• **Problem to solve**: Each line below that holds the word "IngestError" counts once. Say how many such lines there are, and no more.

• **Study material**:
::::

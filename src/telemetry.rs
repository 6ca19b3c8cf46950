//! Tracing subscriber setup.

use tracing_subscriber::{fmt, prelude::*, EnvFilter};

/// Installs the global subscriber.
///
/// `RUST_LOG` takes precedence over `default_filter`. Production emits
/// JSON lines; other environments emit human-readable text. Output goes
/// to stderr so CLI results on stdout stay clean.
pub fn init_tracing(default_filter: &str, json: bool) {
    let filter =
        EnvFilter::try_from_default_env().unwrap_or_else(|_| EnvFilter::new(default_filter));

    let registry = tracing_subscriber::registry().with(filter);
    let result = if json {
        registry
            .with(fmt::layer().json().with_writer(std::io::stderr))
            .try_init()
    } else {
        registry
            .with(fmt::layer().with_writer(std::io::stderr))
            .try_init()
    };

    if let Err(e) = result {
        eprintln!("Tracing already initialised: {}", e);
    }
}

::::

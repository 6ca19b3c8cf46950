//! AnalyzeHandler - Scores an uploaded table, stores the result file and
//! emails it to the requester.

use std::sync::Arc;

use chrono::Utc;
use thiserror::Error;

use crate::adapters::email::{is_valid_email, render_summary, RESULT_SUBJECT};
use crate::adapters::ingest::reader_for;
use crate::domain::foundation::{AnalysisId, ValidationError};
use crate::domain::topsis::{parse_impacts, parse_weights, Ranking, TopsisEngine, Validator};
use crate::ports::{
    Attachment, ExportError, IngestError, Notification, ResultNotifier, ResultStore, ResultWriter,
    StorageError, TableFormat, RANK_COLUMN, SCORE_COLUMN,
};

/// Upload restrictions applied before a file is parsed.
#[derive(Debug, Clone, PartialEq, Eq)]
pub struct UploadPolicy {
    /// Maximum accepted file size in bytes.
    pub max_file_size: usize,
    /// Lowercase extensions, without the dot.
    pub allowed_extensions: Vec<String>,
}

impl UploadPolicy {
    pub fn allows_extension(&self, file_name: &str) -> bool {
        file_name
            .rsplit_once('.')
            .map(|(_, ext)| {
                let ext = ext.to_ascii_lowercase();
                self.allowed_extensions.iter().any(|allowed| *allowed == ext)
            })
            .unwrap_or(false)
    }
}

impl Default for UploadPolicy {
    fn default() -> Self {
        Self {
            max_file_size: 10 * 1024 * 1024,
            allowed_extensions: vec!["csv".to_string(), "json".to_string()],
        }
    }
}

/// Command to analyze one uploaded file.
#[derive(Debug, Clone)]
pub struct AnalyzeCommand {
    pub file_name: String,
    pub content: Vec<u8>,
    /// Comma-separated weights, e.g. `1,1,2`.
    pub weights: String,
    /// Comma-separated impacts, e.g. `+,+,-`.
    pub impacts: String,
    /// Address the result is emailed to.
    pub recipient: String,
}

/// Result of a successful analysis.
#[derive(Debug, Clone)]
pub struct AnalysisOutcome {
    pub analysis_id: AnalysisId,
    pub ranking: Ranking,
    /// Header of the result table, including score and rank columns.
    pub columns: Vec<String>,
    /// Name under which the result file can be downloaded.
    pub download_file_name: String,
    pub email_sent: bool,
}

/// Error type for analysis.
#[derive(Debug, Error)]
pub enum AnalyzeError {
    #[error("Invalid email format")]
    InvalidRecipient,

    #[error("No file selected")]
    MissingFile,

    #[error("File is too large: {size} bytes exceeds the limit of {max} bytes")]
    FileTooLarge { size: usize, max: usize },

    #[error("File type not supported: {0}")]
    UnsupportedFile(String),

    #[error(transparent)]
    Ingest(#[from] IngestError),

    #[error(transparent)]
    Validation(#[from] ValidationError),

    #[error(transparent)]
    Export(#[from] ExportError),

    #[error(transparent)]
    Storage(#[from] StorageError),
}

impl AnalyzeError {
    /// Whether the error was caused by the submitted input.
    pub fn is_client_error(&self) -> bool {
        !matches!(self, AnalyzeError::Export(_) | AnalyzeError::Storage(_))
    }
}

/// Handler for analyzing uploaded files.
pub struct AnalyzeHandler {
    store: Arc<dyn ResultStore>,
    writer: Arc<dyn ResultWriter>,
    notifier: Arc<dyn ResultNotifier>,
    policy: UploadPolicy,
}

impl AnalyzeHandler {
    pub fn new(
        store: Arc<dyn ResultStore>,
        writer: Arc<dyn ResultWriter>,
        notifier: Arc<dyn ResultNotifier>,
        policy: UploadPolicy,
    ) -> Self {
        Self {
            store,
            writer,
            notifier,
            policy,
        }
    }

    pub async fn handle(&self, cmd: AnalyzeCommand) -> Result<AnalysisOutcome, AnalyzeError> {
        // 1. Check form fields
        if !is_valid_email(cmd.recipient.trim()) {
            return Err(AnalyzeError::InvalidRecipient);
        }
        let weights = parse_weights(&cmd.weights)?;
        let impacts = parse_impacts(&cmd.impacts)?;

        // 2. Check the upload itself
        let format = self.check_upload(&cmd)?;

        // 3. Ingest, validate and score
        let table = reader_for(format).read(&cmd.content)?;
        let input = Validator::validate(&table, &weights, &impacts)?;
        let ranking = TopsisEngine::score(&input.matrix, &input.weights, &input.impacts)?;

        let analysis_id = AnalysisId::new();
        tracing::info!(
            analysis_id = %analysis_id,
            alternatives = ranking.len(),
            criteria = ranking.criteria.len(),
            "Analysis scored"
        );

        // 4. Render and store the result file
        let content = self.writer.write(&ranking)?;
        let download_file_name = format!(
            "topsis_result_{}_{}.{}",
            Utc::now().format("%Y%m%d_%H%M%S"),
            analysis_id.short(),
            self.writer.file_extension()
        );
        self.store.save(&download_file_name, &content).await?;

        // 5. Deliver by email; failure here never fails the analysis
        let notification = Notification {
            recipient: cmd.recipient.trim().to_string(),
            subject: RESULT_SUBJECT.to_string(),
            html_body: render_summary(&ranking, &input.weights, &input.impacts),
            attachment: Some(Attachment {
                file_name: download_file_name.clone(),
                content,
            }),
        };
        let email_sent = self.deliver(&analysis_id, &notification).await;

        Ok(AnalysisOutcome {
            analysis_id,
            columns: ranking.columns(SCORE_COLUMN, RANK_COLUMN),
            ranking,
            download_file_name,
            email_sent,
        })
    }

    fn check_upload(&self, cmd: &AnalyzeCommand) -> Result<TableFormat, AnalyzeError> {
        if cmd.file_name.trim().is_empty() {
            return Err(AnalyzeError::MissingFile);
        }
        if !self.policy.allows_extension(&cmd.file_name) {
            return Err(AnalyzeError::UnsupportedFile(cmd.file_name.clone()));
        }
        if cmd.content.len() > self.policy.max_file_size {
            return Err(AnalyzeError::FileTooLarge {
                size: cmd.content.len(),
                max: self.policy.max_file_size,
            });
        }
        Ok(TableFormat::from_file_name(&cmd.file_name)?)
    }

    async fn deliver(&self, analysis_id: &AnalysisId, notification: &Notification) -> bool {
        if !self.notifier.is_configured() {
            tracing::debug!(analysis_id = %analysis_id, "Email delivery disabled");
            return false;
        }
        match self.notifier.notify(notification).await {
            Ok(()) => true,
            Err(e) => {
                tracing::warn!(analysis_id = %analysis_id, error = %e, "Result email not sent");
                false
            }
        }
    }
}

::::

• **Expected output**: 2